Он соврал: ему негде взять лекарства. Разве что на улице полакать из лужи в церковном дворе в надежде на целительный эффект мощей в крипте? Коридор глухой, выводит на лестницу, темную и крутую. Отсюда можно попасть на грязную кухню, где изредка от щедрот стряпает приходящая хозяйка; там было бы менее предосудительно лежать, но мысль о лишнем шаге отзывается болью во всем Людвиговом естестве. Это так… спасительно. Такое наслаждение – лежать в грязи и темноте, ощущать, как сам обращаешься в грязь и темноту. В конце концов, он платит за это жилье, а значит, может делать тут что угодно.

– Какое поразительное упорство… – шепчет Людвиг, с усилием поворачиваясь на спину, вытирая пот и устремляя взгляд в потолок.

– Какое поразительное уродство, – отзывается искаженный хор в гудящей голове.

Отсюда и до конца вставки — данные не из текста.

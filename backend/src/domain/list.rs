//! List Entity
//!
//! Lists live inside a space and hold tasks. A list may move to another space.

use serde::{Deserialize, Serialize};
use super::entity::{Entity, TenantOwned};

#[derive(Debug, Clone, PartialEq, Serialize, Deserialize)]
#[serde(rename_all = "camelCase")]
pub struct List {
    pub id: u32,
    pub name: String,
    pub description: Option<String>,
    pub color: Option<String>,
    /// Owning space (mutable)
    pub space_id: u32,
    pub organization_id: String,
    /// Position within the owning space
    pub sort_order: i32,
    pub created_at: i64,
    pub updated_at: i64,
}

impl List {
    pub fn new(organization_id: &str, space_id: u32, name: String) -> Self {
        Self {
            id: 0,
            name,
            description: None,
            color: None,
            space_id,
            organization_id: organization_id.to_string(),
            sort_order: 0,
            created_at: 0,
            updated_at: 0,
        }
    }
}

impl Entity for List {
    type Id = u32;

    fn id(&self) -> Self::Id {
        self.id
    }
}

impl TenantOwned for List {
    const KIND: &'static str = "list";

    fn organization_id(&self) -> &str {
        &self.organization_id
    }
}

Людвиг не удивляется: хор с ним часто в последние года три. Порой кажется, будто умершие во младенчестве братья и сестры наконец нашли к нему дорогу; порой – что оживают персонажи снов вроде умирающего дофина, зверолюдей из заброшенного Шенбрунна и незримого, но вездесущего хозяина костяного трона. Но чаще представляется другое: будто голоса принадлежат прогрессирующей глухоте, будто глухота эта подобна Лернейской гидре или полчищу змей Горгоны.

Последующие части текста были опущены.